Extended Data Fig. 2 Cohesin recruitment and loop extrusion occurs at DSBs.

a, Calibrated SCC1 ChIP–seq tracks before (grey) and after (black) DSB induction (n = 1). SCC1 enrichment at DSB site is indicated by a red arrow. b, Average profile of SCC1 ChIP–seq signal centred on the 80 best-induced DSBs (left) or centred on all CTCF peaks of the genome (right) on a 10-kb window. c, Calibrated ChIP–qPCR of SCC1 in the indicated conditions at three DSB sites or a negative control region. Insets, western blots validating depletion of the proteins NIPBL (n = 1) and MRE11 (n = 2) by the corresponding siRNAs. For gel source data, see Supplementary Fig. 1. Mean ± s.e.m. for technical replicates (n = 4) of a representative experiment (out of n = 2 biological replicates). d, Averaged Hi-C matrix before (−DSB) and after DSB induction (+DSB) (observed/expected) and of the log2 ratio between damaged and undamaged cells centred on the 80 best-induced DSBs (top) or centred on eighty random TAD borders (bottom) (50-kb resolution, 5-Mb window; combined replicates). e, Averaged Hi-C contact matrix of log2[+DSB/−DSB] centred on the eighty best-induced DSBs in the two independent biological replicates. f, APA plot on a 200-kb window (10-kb resolution) before (−DSB) and after DSB induction (+DSB) in biological replicate no. 2 (replicate no. 1 shown in Fig. 2c). APAs are calculated between the DSBs and loop anchors (n = 552 pairs). The fold change between the signal (central pixel) and the background (upper left corner 5 × 5 pixels) is indicated. g, For comparison with f, APA plot on a 200-kb window (10-kb resolution) before DSB induction computed between classical loop anchors that are near DSB sites (<500 kb; n = 674 pairs for replicate 1 and n = 737 pairs for replicate 2). The fold change between the signal (central pixel) and the background (upper left corner 5 × 5 pixels) is indicated. The loop strength (quantified by the fold change between signal and background on the APA plot) is higher at loop anchors (g, replicate 1 fold-change = 5.4; replicate 2 fold-change = 5.8) than the loop strength observed at DSBs after break induction (Fig. 2c, replicate 1, fold-change = 2; f, replicate 2, fold-change = 2.3).

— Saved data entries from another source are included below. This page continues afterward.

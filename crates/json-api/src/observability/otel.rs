//! OTLP trace export.

use std::time::Duration;

use opentelemetry::KeyValue;
use opentelemetry_otlp::WithExportConfig;
use opentelemetry_sdk::{
    Resource,
    trace::{RandomIdGenerator, Sampler, SdkTracerProvider},
};

use crate::config::{ServerConfig, telemetry::TracingConfig};

use super::ObservabilityError;

pub(super) fn build_tracer_provider(
    config: &ServerConfig,
) -> Result<SdkTracerProvider, ObservabilityError> {
    let config = &config.tracing;

    let exporter = opentelemetry_otlp::SpanExporter::builder()
        .with_tonic()
        .with_endpoint(config.otel_exporter_otlp_endpoint.clone())
        .with_timeout(Duration::from_secs(
            config.otel_exporter_otlp_timeout_seconds,
        ))
        .build()?;

    Ok(SdkTracerProvider::builder()
        .with_sampler(sampler(config.otel_trace_sample_ratio))
        .with_id_generator(RandomIdGenerator::default())
        .with_resource(resource(config))
        .with_batch_exporter(exporter)
        .build())
}

fn resource(config: &TracingConfig) -> Resource {
    Resource::builder_empty()
        .with_service_name(config.otel_service_name.clone())
        .with_attributes([
            KeyValue::new("service.version", config.otel_service_version.clone()),
            KeyValue::new(
                "deployment.environment.name",
                config.otel_deployment_environment.clone(),
            ),
        ])
        .build()
}

/// Follow the caller's sampling decision, and sample root spans at `ratio`
/// (clamped to `0.0..=1.0`).
fn sampler(ratio: f64) -> Sampler {
    Sampler::ParentBased(Box::new(Sampler::TraceIdRatioBased(clamped_ratio(ratio))))
}

fn clamped_ratio(ratio: f64) -> f64 {
    ratio.clamp(0.0, 1.0)
}
//! Validate Coupon Handler

use std::sync::Arc;

use jiff::Timestamp;
use salvo::{
    oapi::{
        ToSchema,
        extract::{JsonBody, PathParam},
    },
    prelude::*,
};
use serde::{Deserialize, Serialize};
use uuid::Uuid;

use coupons::prelude::{CartContext, Discount, Evaluation, RejectionReason, evaluate};
use coupons_app::domain::coupons::{CouponsServiceError, records::CouponRecord};

use crate::{
    coupons::{
        errors::into_status_error,
        requests::{ProductId, to_decimal, to_number},
    },
    extensions::*,
    observability::observe_evaluation,
    state::State,
};

/// Validate Coupon Request
#[derive(Debug, Serialize, Deserialize, ToSchema)]
#[serde(rename_all = "camelCase")]
pub(crate) struct ValidateCouponRequest {
    /// Cart subtotal before any discount
    pub cart_total: Option<f64>,

    /// Products in the cart
    #[serde(default)]
    pub product_ids: Vec<ProductId>,
}

#[derive(Debug, Serialize, Deserialize, ToSchema)]
pub(crate) struct DiscountResponse {
    #[serde(rename = "type")]
    pub kind: String,

    /// Raw coupon value
    pub value: f64,

    /// Amount taken off the cart, rounded to the currency's minor unit
    pub amount: f64,
}

#[derive(Debug, Serialize, Deserialize, ToSchema)]
#[serde(rename_all = "camelCase")]
pub(crate) struct CouponSummary {
    pub id: Uuid,
    pub code: String,
    #[serde(rename = "type")]
    pub kind: String,
    pub value: f64,
    pub min_purchase: Option<f64>,
    pub max_discount: Option<f64>,
}

impl From<&CouponRecord> for CouponSummary {
    fn from(coupon: &CouponRecord) -> Self {
        CouponSummary {
            id: coupon.uuid.into_uuid(),
            code: coupon.code.clone(),
            kind: coupon.kind.to_string(),
            value: to_number(coupon.value),
            min_purchase: coupon.min_purchase.map(to_number),
            max_discount: coupon.max_discount.map(to_number),
        }
    }
}

/// Validation Response
#[derive(Debug, Serialize, Deserialize, ToSchema)]
#[serde(rename_all = "camelCase")]
pub(crate) struct ValidationResponse {
    pub valid: bool,
    pub message: String,

    #[serde(skip_serializing_if = "Option::is_none")]
    pub discount: Option<DiscountResponse>,

    /// Subtotal the cart must reach, when that was the reason for rejection
    #[serde(skip_serializing_if = "Option::is_none")]
    pub minimum_amount: Option<f64>,

    #[serde(skip_serializing_if = "Option::is_none")]
    pub coupon: Option<CouponSummary>,
}

impl ValidationResponse {
    fn rejected(message: impl Into<String>) -> Self {
        Self {
            valid: false,
            message: message.into(),
            discount: None,
            minimum_amount: None,
            coupon: None,
        }
    }
}

fn rejection(reason: RejectionReason) -> (StatusCode, ValidationResponse) {
    match reason {
        RejectionReason::Inactive => (
            StatusCode::NOT_FOUND,
            ValidationResponse::rejected("Coupon not found or inactive"),
        ),
        RejectionReason::OutsideWindow => (
            StatusCode::BAD_REQUEST,
            ValidationResponse::rejected("Coupon is expired or not yet active"),
        ),
        RejectionReason::UsageLimitReached => (
            StatusCode::BAD_REQUEST,
            ValidationResponse::rejected("Coupon usage limit has been reached"),
        ),
        RejectionReason::MinimumNotMet { minimum } => (
            StatusCode::BAD_REQUEST,
            ValidationResponse {
                minimum_amount: Some(to_number(minimum)),
                ..ValidationResponse::rejected(format!(
                    "Minimum purchase amount of {} not met",
                    minimum.normalize()
                ))
            },
        ),
        RejectionReason::NotApplicable => (
            StatusCode::BAD_REQUEST,
            ValidationResponse::rejected("Coupon does not apply to the products in cart"),
        ),
    }
}

fn accepted(coupon: &CouponRecord, discount: &Discount, state: &State) -> ValidationResponse {
    ValidationResponse {
        valid: true,
        message: "Coupon is valid".to_string(),
        discount: Some(DiscountResponse {
            kind: discount.kind.to_string(),
            value: to_number(discount.value),
            amount: to_number(discount.rounded_for(state.currency)),
        }),
        minimum_amount: None,
        coupon: Some(coupon.into()),
    }
}

/// Validate Coupon Handler
///
/// Checks a coupon against a cart and returns the discount it grants.
/// Nothing is recorded; use the redeem endpoint once the order is placed.
#[endpoint(
    tags("coupons"),
    summary = "Validate Coupon",
    responses(
        (status_code = StatusCode::OK, description = "Coupon is valid"),
        (status_code = StatusCode::BAD_REQUEST, description = "Coupon cannot be used with this cart"),
        (status_code = StatusCode::NOT_FOUND, description = "Coupon not found or inactive"),
        (status_code = StatusCode::INTERNAL_SERVER_ERROR, description = "Internal Server Error"),
    ),
)]
#[tracing::instrument(
    name = "coupons.validate",
    skip(code, json, depot, res),
    fields(coupon_code = %code.as_str(), outcome = tracing::field::Empty),
    err
)]
pub(crate) async fn handler(
    code: PathParam<String>,
    json: JsonBody<ValidateCouponRequest>,
    depot: &mut Depot,
    res: &mut Response,
) -> Result<Json<ValidationResponse>, StatusError> {
    let state = depot.obtain_or_500::<Arc<State>>()?;
    let request = json.into_inner();

    let cart_total = request
        .cart_total
        .ok_or_else(|| StatusError::bad_request().brief("cartTotal is required"))?;

    let cart = CartContext::new(
        to_decimal(cart_total, "cartTotal")?,
        request.product_ids.into_iter().map(String::from),
    )
    .or_400("cartTotal must not be negative")?;

    let span = tracing::Span::current();

    let coupon = match state.app.coupons.get_active_coupon_by_code(code.as_str()).await {
        Ok(coupon) => coupon,
        Err(CouponsServiceError::NotFound) => {
            span.record("outcome", "not_found");
            observe_evaluation("not_found");
            res.status_code(StatusCode::NOT_FOUND);

            return Ok(Json(ValidationResponse::rejected(
                "Coupon not found or inactive",
            )));
        }
        Err(error) => return Err(into_status_error(error)),
    };

    let snapshot = coupon.to_coupon().or_500("stored coupon has invalid terms")?;

    let evaluation = evaluate(&snapshot, &cart, Timestamp::now()).map_err(|error| {
        span.record("outcome", "invalid_input");
        observe_evaluation("invalid_input");

        tracing::error!("failed to evaluate coupon: {error}");

        StatusError::internal_server_error()
    })?;

    match evaluation {
        Evaluation::Valid(discount) => {
            span.record("outcome", "valid");
            observe_evaluation("valid");

            Ok(Json(accepted(&coupon, &discount, state)))
        }
        Evaluation::Rejected(reason) => {
            span.record("outcome", reason.as_str());
            observe_evaluation(reason.as_str());

            let (status, body) = rejection(reason);

            res.status_code(status);

            Ok(Json(body))
        }
    }
}

#[cfg(test)]
mod tests {
    use coupons::coupons::AppliesTo;
    use coupons_app::domain::coupons::{MockCouponsService, records::CouponUuid};
    use jiff::ToSpan;
    use rust_decimal_macros::dec;
    use salvo::test::{ResponseExt, TestClient};
    use serde_json::{Value, json};
    use testresult::TestResult;

    use crate::test_helpers::{make_coupon, public_coupons_service};

    use super::*;

    fn make_service(coupons: MockCouponsService) -> Service {
        public_coupons_service(
            coupons,
            Router::with_path("coupons/validate/{code}").post(handler),
        )
    }

    fn returning(record: CouponRecord) -> MockCouponsService {
        let mut coupons = MockCouponsService::new();

        coupons
            .expect_get_active_coupon_by_code()
            .once()
            .withf(|code| code == "SUMMER25")
            .return_once(move |_| Ok(record));

        coupons
    }

    async fn validate(coupons: MockCouponsService, body: Value) -> (Option<StatusCode>, Value) {
        let mut res = TestClient::post("http://example.com/coupons/validate/SUMMER25")
            .json(&body)
            .send(&make_service(coupons))
            .await;

        let body = res.take_json().await.unwrap_or(Value::Null);

        (res.status_code, body)
    }

    #[tokio::test]
    async fn test_valid_percentage_coupon_is_capped() -> TestResult {
        let coupons = returning(make_coupon(CouponUuid::new(), "SUMMER25"));

        let (status, body) = validate(coupons, json!({ "cartTotal": 300 })).await;

        assert_eq!(status, Some(StatusCode::OK));
        assert_eq!(body["valid"], true);
        assert_eq!(body["message"], "Coupon is valid");
        assert_eq!(body["discount"]["type"], "percentage");
        assert_eq!(body["discount"]["amount"], 50.0);
        assert_eq!(body["coupon"]["code"], "SUMMER25");
        assert_eq!(body["coupon"]["maxDiscount"], 50.0);

        Ok(())
    }

    #[tokio::test]
    async fn test_discount_amount_is_rounded_to_cents() -> TestResult {
        let mut record = make_coupon(CouponUuid::new(), "SUMMER25");

        record.value = dec!(12.5);
        record.min_purchase = None;
        record.max_discount = None;

        let (status, body) = validate(returning(record), json!({ "cartTotal": 10.1 })).await;

        assert_eq!(status, Some(StatusCode::OK));
        assert_eq!(body["discount"]["amount"], 1.26);

        Ok(())
    }

    #[tokio::test]
    async fn test_unknown_code_returns_404() -> TestResult {
        let mut coupons = MockCouponsService::new();

        coupons
            .expect_get_active_coupon_by_code()
            .once()
            .return_once(|_| Err(CouponsServiceError::NotFound));

        let (status, body) = validate(coupons, json!({ "cartTotal": 300 })).await;

        assert_eq!(status, Some(StatusCode::NOT_FOUND));
        assert_eq!(body["valid"], false);
        assert_eq!(body["message"], "Coupon not found or inactive");

        Ok(())
    }

    #[tokio::test]
    async fn test_expired_coupon_returns_400() -> TestResult {
        let mut record = make_coupon(CouponUuid::new(), "SUMMER25");

        record.valid_from = Timestamp::now() - 48.hours();
        record.valid_until = Timestamp::now() - 24.hours();

        let (status, body) = validate(returning(record), json!({ "cartTotal": 300 })).await;

        assert_eq!(status, Some(StatusCode::BAD_REQUEST));
        assert_eq!(body["message"], "Coupon is expired or not yet active");

        Ok(())
    }

    #[tokio::test]
    async fn test_exhausted_coupon_returns_400() -> TestResult {
        let mut record = make_coupon(CouponUuid::new(), "SUMMER25");

        record.usage_count = 100;

        let (status, body) = validate(returning(record), json!({ "cartTotal": 300 })).await;

        assert_eq!(status, Some(StatusCode::BAD_REQUEST));
        assert_eq!(body["message"], "Coupon usage limit has been reached");

        Ok(())
    }

    #[tokio::test]
    async fn test_minimum_not_met_reports_the_minimum() -> TestResult {
        let coupons = returning(make_coupon(CouponUuid::new(), "SUMMER25"));

        let (status, body) = validate(coupons, json!({ "cartTotal": 99.99 })).await;

        assert_eq!(status, Some(StatusCode::BAD_REQUEST));
        assert_eq!(body["valid"], false);
        assert_eq!(body["message"], "Minimum purchase amount of 100 not met");
        assert_eq!(body["minimumAmount"], 100.0);

        Ok(())
    }

    #[tokio::test]
    async fn test_coupon_for_other_products_returns_400() -> TestResult {
        let mut record = make_coupon(CouponUuid::new(), "SUMMER25");

        record.applies_to = AppliesTo::Products;
        record.applicable_ids = vec!["sku-1".to_string()];

        let (status, body) = validate(
            returning(record),
            json!({ "cartTotal": 300, "productIds": ["sku-2", 7] }),
        )
        .await;

        assert_eq!(status, Some(StatusCode::BAD_REQUEST));
        assert_eq!(
            body["message"],
            "Coupon does not apply to the products in cart"
        );

        Ok(())
    }

    #[tokio::test]
    async fn test_numeric_product_ids_match_string_ids() -> TestResult {
        let mut record = make_coupon(CouponUuid::new(), "SUMMER25");

        record.applies_to = AppliesTo::Products;
        record.applicable_ids = vec!["7".to_string()];

        let (status, body) = validate(
            returning(record),
            json!({ "cartTotal": 300, "productIds": [7] }),
        )
        .await;

        assert_eq!(status, Some(StatusCode::OK));
        assert_eq!(body["valid"], true);

        Ok(())
    }

    #[tokio::test]
    async fn test_negative_cart_total_returns_400() -> TestResult {
        let mut coupons = MockCouponsService::new();

        coupons.expect_get_active_coupon_by_code().never();

        let (status, _body) = validate(coupons, json!({ "cartTotal": -5 })).await;

        assert_eq!(status, Some(StatusCode::BAD_REQUEST));

        Ok(())
    }

    #[tokio::test]
    async fn test_missing_cart_total_returns_400() -> TestResult {
        let mut coupons = MockCouponsService::new();

        coupons.expect_get_active_coupon_by_code().never();

        let (status, _body) = validate(coupons, json!({ "productIds": [] })).await;

        assert_eq!(status, Some(StatusCode::BAD_REQUEST));

        Ok(())
    }
}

Extended Data Fig. 3 Loop extrusion at DSBs detected by 4C–seq.

a, 4C–seq tracks (10-kb smoothed) before and after DSB induction, obtained for three biological replicates using viewpoints localized at three DSB sites (arrows). b, 4C–seq tracks before (blue) and after (purple) DSB induction, at two DSB viewpoints. Differential 4C–seq (log2[+DSB/−DSB]) is also shown (black). c, Differential 4C–seq (log2[+DSB/−DSB]) for three viewpoints located at DSB sites and on a control region as indicated. d, Differential 4C–seq signal (log2[+DSB/−DSB]) computed on 1 Mb around four independent viewpoints located at DSBs (DSBs viewpoints, n = 11) and one control region (control viewpoint, n = 3), across four independent biological experiments (Methods). Two-sided Wilcoxon test; mean ± s.e.m. e, Western blot showing depletion of SCC1 by siRNA (n = 3). For gel source data, see Supplementary Fig. 1. f, Differential (log2) 4C–seq track in siSCC1-treated cells versus control siRNA-treated cells (in undamaged conditions) for three viewpoints. g, Genomics tracks showing 4C–seq signals before and after DSB induction in control siRNA- or siSCC1-treated cells and the differential 4C–seq signal in control siRNA- or siSCC1-treated cells (log2[+DSB/−DSB]; 10-kb smoothed). h, Average log2[+DSB/−DSB] 4C–seq, on 1 Mb around four DSB viewpoints (two biological experiments) upon treatment with control siRNA or siSCC1 (Methods) (n = 8). Two-sided Wilcoxon test. Centre line, median; box limits, first and third quartiles; whiskers, maximum and minimum without outliers; points, outliers.

Extended Data Fig. 4 ATM activity is required for loop extrusion at DSBs.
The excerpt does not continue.